What the task requires = Repeat every entry in full. Match each line exactly.

Given entries =
────────────────────────────────────────

//! Lifecycle management subsystem.
//!
//! # Data Flow
//! ```text
//! Startup (startup.rs):
//!     Validated config → registries → start plugins → acquire listener
//!     → serving unit → supervisor
//!
//! Shutdown (shutdown.rs, supervisor.rs):
//!     Signal received → serving unit drains (bounded) while the
//!     supervisor unloads modules, then stops plugins → shutdown sink
//!
//! Signals (signals.rs):
//!     SIGTERM/SIGINT → trigger graceful shutdown
//!     second signal  → immediate exit
//!
//! Fatality (fatal.rs):
//!     serve-loop death → typed error channel → binary entry point
//! ```
//!
//! # Design Decisions
//! - Ordered startup: subsystems first, listener last
//! - Ordered teardown: modules before plugins, sink write strictly last
//! - Teardown is bounded: a missed deadline is abandoned with a warning
//! - Only the binary entry point may terminate the process

pub mod fatal;
pub mod shutdown;
pub mod signals;
pub mod startup;
pub mod supervisor;

pub use fatal::{FatalReceiver, FatalSignal};
pub use shutdown::Shutdown;
pub use startup::{Runner, StartupError};
pub use supervisor::Supervisor;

────────────────────────────────────────

Task response =
//! Lifecycle management subsystem.
//!
//! # Data Flow
//! ```text
//! Startup (startup.rs):
//!     Validated config → registries → start plugins → acquire listener
//!     → serving unit → supervisor
//!
//! Shutdown (shutdown.rs, supervisor.rs):
//!     Signal received → serving unit drains (bounded) while the
//!     supervisor unloads modules, then stops plugins → shutdown sink
//!
//! Signals (signals.rs):
//!     SIGTERM/SIGINT → trigger graceful shutdown
//!     second signal  → immediate exit
//!
//! Fatality (fatal.rs):
//!     serve-loop death → typed error channel → binary entry point
//! ```
//!
//! # Design Decisions
//! - Ordered startup: subsystems first, listener last
//! - Ordered teardown: modules before plugins, sink write strictly last
//! - Teardown is bounded: a missed deadline is abandoned with a warning
//! - Only the binary entry point may terminate the process

pub mod fatal;
pub mod shutdown;
pub mod signals;
pub mod startup;
pub mod supervisor;

pub use fatal::{FatalReceiver, FatalSignal};
pub use shutdown::Shutdown;
pub use startup::{Runner, StartupError};
pub use supervisor::Supervisor;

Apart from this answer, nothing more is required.